En los años 60 fue muy popular un álbum de cromos, Las bellezas de Galicia, inspirado en las Estampas de Galicia que 50 años atrás había publicado el fotógrafo Ksado. Las fotografías ofrecían una imagen del país llena de paisajes bucólicos, puestas de sol en las rías, imágenes de los hórreos de Carnota o Combarro, y fotos de los pueblos aún no estragados por corporaciones venales. Era, por supuesto, una imagen que respondía a un tópico. Pero también mostraba una conciencia estética que oscilaba entre las convenciones del género -la fotografía con tipismo- y la iconografía del país que habían creado gentes como Asorey, Castelao o Sotomayor, inspirados por la pintura flamenca -Franz Hals, Pieter Brueghel- o por gentes como el pintor vasco Zubiaurre. Es una línea de sensibilidad que se ha ido diluyendo.
Entre tanto, la bandera del romanticismo la han recogido los ecologistas. La lucha por la preservación del medio ambiente es también la lucha por evitar que las formas más depredadoras de capitalismo hagan de su capa un sayo y aprovechen las riquezas naturales sin retorno social alguno. Galicia sabe mucho de esto: Fenosa es sólo un ejemplo entre otros muchos. Además de las sucesivas leyes de ordenación del territorio -sobre las que cabe preguntar si alguna vez han ordenado algo- basta con leer los periódicos para que uno se entere de cómo se le permite a Iberdrola secar en distintos tramos el Sil o de cómo el nuevo Gobierno, con un sentido de la libertad siempre encendido, concede licencias para canteras y piscifactorías y relaja la protección del paisaje costero e interior. Y qué vamos a decir de las vicisitudes de las concesiones eólicas, la próxima futura estafa. El uso adquirido del lenguaje llama conservadores a los que, de hecho, no lo son. No conservan ni protegen nada.

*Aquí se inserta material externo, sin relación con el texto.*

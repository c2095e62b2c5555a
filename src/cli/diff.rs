//! `shape diff`

use std::path::Path;

use anyhow::{Context, Result};

use super::output::{Output, Summary};
use super::sources;
use crate::diff;

pub fn run(output: &Output, old: &Path, new: &Path) -> Result<()> {
    let old_model = sources::load_path(old)?
        .into_result()
        .with_context(|| format!("Old model is invalid: {}", old.display()))?;
    let new_model = sources::load_path(new)?
        .into_result()
        .with_context(|| format!("New model is invalid: {}", new.display()))?;

    let events = diff::compare(&old_model, &new_model);
    let summary = Summary::count(&events);
    let shown: Vec<_> = events.iter().collect();

    if output.is_json() {
        output.data(&serde_json::json!({
            "summary": summary,
            "events": shown,
        }));
    } else if events.is_empty() {
        println!("No differences found.");
    } else {
        output.events(&shown);
        println!();
        println!("{} difference(s): {}", events.len(), summary);
    }

    if summary.errors > 0 {
        anyhow::bail!("Found {} breaking change(s)", summary.errors);
    }
    Ok(())
}
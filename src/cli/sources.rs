//! Model loading shared by the commands

use std::path::{Path, PathBuf};

use anyhow::{Context, Result};

use crate::domain::Model;
use crate::loader::{ModelAssembler, ValidatedResult};
use crate::storage::{Config, Project};
use crate::validation::Severity;

/// An assembled model and the minimum severity to report for it
pub struct Loaded {
    pub result: ValidatedResult<Model>,
    pub min_severity: Severity,
}

/// Assembles `files`, or the project's configured sources when empty
///
/// Inside a project the project's validator settings apply to explicit
/// files as well.
pub fn load(files: &[PathBuf]) -> Result<Loaded> {
    let project = match Config::find_project_root() {
        Some(root) => Some(Project::open(root)?),
        None => None,
    };
    let min_severity = match &project {
        Some(project) => project.config().project.min_severity()?,
        None => Severity::Warning,
    };

    let result = if files.is_empty() {
        let project = project.context("No model files given and not in a shape project")?;
        tracing::debug!(root = %project.root().display(), "loading configured sources");
        project.assemble()?
    } else {
        let assembler = match &project {
            Some(project) => project.assembler()?,
            None => ModelAssembler::new(),
        };
        files
            .iter()
            .fold(assembler, |assembler, file| assembler.add_import(file))
            .assemble()
            .context("Failed to load model")?
    };

    tracing::debug!(
        shapes = result.result().len(),
        events = result.events().len(),
        "model loaded"
    );
    Ok(Loaded {
        result,
        min_severity,
    })
}

/// Assembles a single file or directory with default settings
pub fn load_path(path: &Path) -> Result<ValidatedResult<Model>> {
    ModelAssembler::new()
        .add_import(path)
        .assemble()
        .with_context(|| format!("Failed to load model: {}", path.display()))
}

La historia de la privatización de los recursos naturales, desde las presas en los ríos hasta las bateas en el mar, es recurrente. Nuestro desorden, antológico. Habríamos podido ser Holanda pero de cuando en cuando nos asalta la duda de si no nos parecemos más bien a Sicilia. Aunque el nuestro es hoy un país de trabajadores, a los que interesa un fuerte compromiso de la Administración para regular y proteger derechos, sigue imperando lo peor de la mentalidad heredada: la creencia de que si uno tiene un solar nadie puede impedirle alzar un edificio de 20 plantas, aunque en la calle adyacente no se pase de las dos o, mucho menos, que una tierra pueda enajenarse, aún con la compensación más justa pensable.
Buena parte de nuestras discusiones públicas lo son entre el intento de establecer criterios racionales -de instituir una cierta modernidad- y esa anarquía conservadora que amalgama a los entusiastas del capitalismo sin reglas con el criterio del paisano que considera inadmisible cualquier intromisión en su propiedad. Está claro que en los últimos 30 años habríamos podido hacer las cosas mucho mejor si fuésemos una sociedad más culta y consciente. Pero ha imperado el tipo social del nuevo rico, gente sin complejos que ha pasado por encima de lo que ha podido. Con mucha frecuencia, por cierto, con el aplauso público. Entre nosotros hay mucho paleto que admira al cínico, al trepa y al oportunista con no disimulada satisfacción, aunque a él no le vaya nada en ello, y aún siendo un perjudicado. Son las paradojas de un crecimiento económico muy veloz pero también muy desequilibrado, como iremos comprobando en lo sucesivo.